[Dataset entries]
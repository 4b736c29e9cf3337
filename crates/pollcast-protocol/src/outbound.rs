//! Outgoing vote messages.

use pollcast_identity::ContentDigest;
use serde::{Deserialize, Serialize};

use crate::error::Result;

/// Direction of a single-affordance vote.
#[derive(Debug, Clone, Copy, PartialEq, Eq, Hash, Serialize, Deserialize)]
#[serde(rename_all = "lowercase")]
pub enum VoteKind {
    Upvote,
    Downvote,
}

impl std::fmt::Display for VoteKind {
    fn fmt(&self, f: &mut std::fmt::Formatter<'_>) -> std::fmt::Result {
        match self {
            VoteKind::Upvote => write!(f, "upvote"),
            VoteKind::Downvote => write!(f, "downvote"),
        }
    }
}

/// A vote sent to the server.
#[derive(Debug, Clone, PartialEq, Eq, Serialize, Deserialize)]
#[serde(untagged)]
pub enum OutgoingVote {
    /// The full current selection of one question. Replaces whatever the
    /// server held for this voter.
    Selection {
        question: ContentDigest,
        answers: Vec<ContentDigest>,
        voter: String,
    },
    /// An up/down vote on one answer.
    Toggle {
        question: ContentDigest,
        answer: ContentDigest,
        vote_type: VoteKind,
        voter: String,
    },
}

impl OutgoingVote {
    /// The question the vote is about.
    pub fn question(&self) -> &ContentDigest {
        match self {
            OutgoingVote::Selection { question, .. } | OutgoingVote::Toggle { question, .. } => {
                question
            }
        }
    }

    /// The voter the vote is cast for.
    pub fn voter(&self) -> &str {
        match self {
            OutgoingVote::Selection { voter, .. } | OutgoingVote::Toggle { voter, .. } => voter,
        }
    }
}

/// Encode a vote as a JSON text frame.
pub fn encode(vote: &OutgoingVote) -> Result<String> {
    Ok(serde_json::to_string(vote)?)
}
//! Pollcast Protocol - vote and tally messages
//!
//! Everything that crosses the socket is a JSON text frame.
//!
//! ## Outbound
//!
//! - Full selection: `{"question": d, "answers": [d, ...], "voter": s}`.
//!   Always the entire current selection of one question, never a delta.
//! - Toggle (extended protocol only):
//!   `{"question": d, "answer": d, "vote_type": "upvote"|"downvote", "voter": s}`.
//!
//! ## Inbound
//!
//! An object mapping question digest to an object mapping answer digest to
//! tally data. Tally data is a bare integer (total votes) or a
//! `"total,up,down"` string. Older servers wrap the answer level in an array of
//! such objects; both shapes decode.

pub mod error;
pub mod inbound;
pub mod outbound;
pub mod tally;

pub use error::{Error, Result};
pub use inbound::{decode_inbound, AnswerTallies, TallyData, TallyPayload};
pub use outbound::{encode, OutgoingVote, VoteKind};
pub use tally::{Tally, TallyUpdate};

use serde::{Deserialize, Serialize};

/// Which flavour of the protocol the server speaks.
#[derive(Debug, Clone, Copy, PartialEq, Eq, Hash, Default, Serialize, Deserialize)]
#[serde(rename_all = "lowercase")]
pub enum ProtocolVariant {
    /// Totals only, answers re-hashed on every lookup.
    #[default]
    Basic,
    /// Totals plus up/down votes, answer digests cached on the page at
    /// initialization.
    Extended,
}

impl ProtocolVariant {
    /// Whether answers are resolved through the digest tag stamped at
    /// initialization rather than by re-hashing.
    pub fn uses_cached_tags(self) -> bool {
        matches!(self, ProtocolVariant::Extended)
    }

    /// Whether indicators carry up/down affordances.
    pub fn has_affordances(self) -> bool {
        matches!(self, ProtocolVariant::Extended)
    }
}

impl std::str::FromStr for ProtocolVariant {
    type Err = Error;

    fn from_str(s: &str) -> Result<Self> {
        match s.trim().to_ascii_lowercase().as_str() {
            "basic" => Ok(ProtocolVariant::Basic),
            "extended" => Ok(ProtocolVariant::Extended),
            other => Err(Error::UnknownVariant(other.to_string())),
        }
    }
}

impl std::fmt::Display for ProtocolVariant {
    fn fmt(&self, f: &mut std::fmt::Formatter<'_>) -> std::fmt::Result {
        match self {
            ProtocolVariant::Basic => write!(f, "basic"),
            ProtocolVariant::Extended => write!(f, "extended"),
        }
    }
}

> **What you should do**
Show every line in the records above that contains the word "Display".

> **Problem solution**
impl std::fmt::Display for VoteKind {
impl std::fmt::Display for ProtocolVariant {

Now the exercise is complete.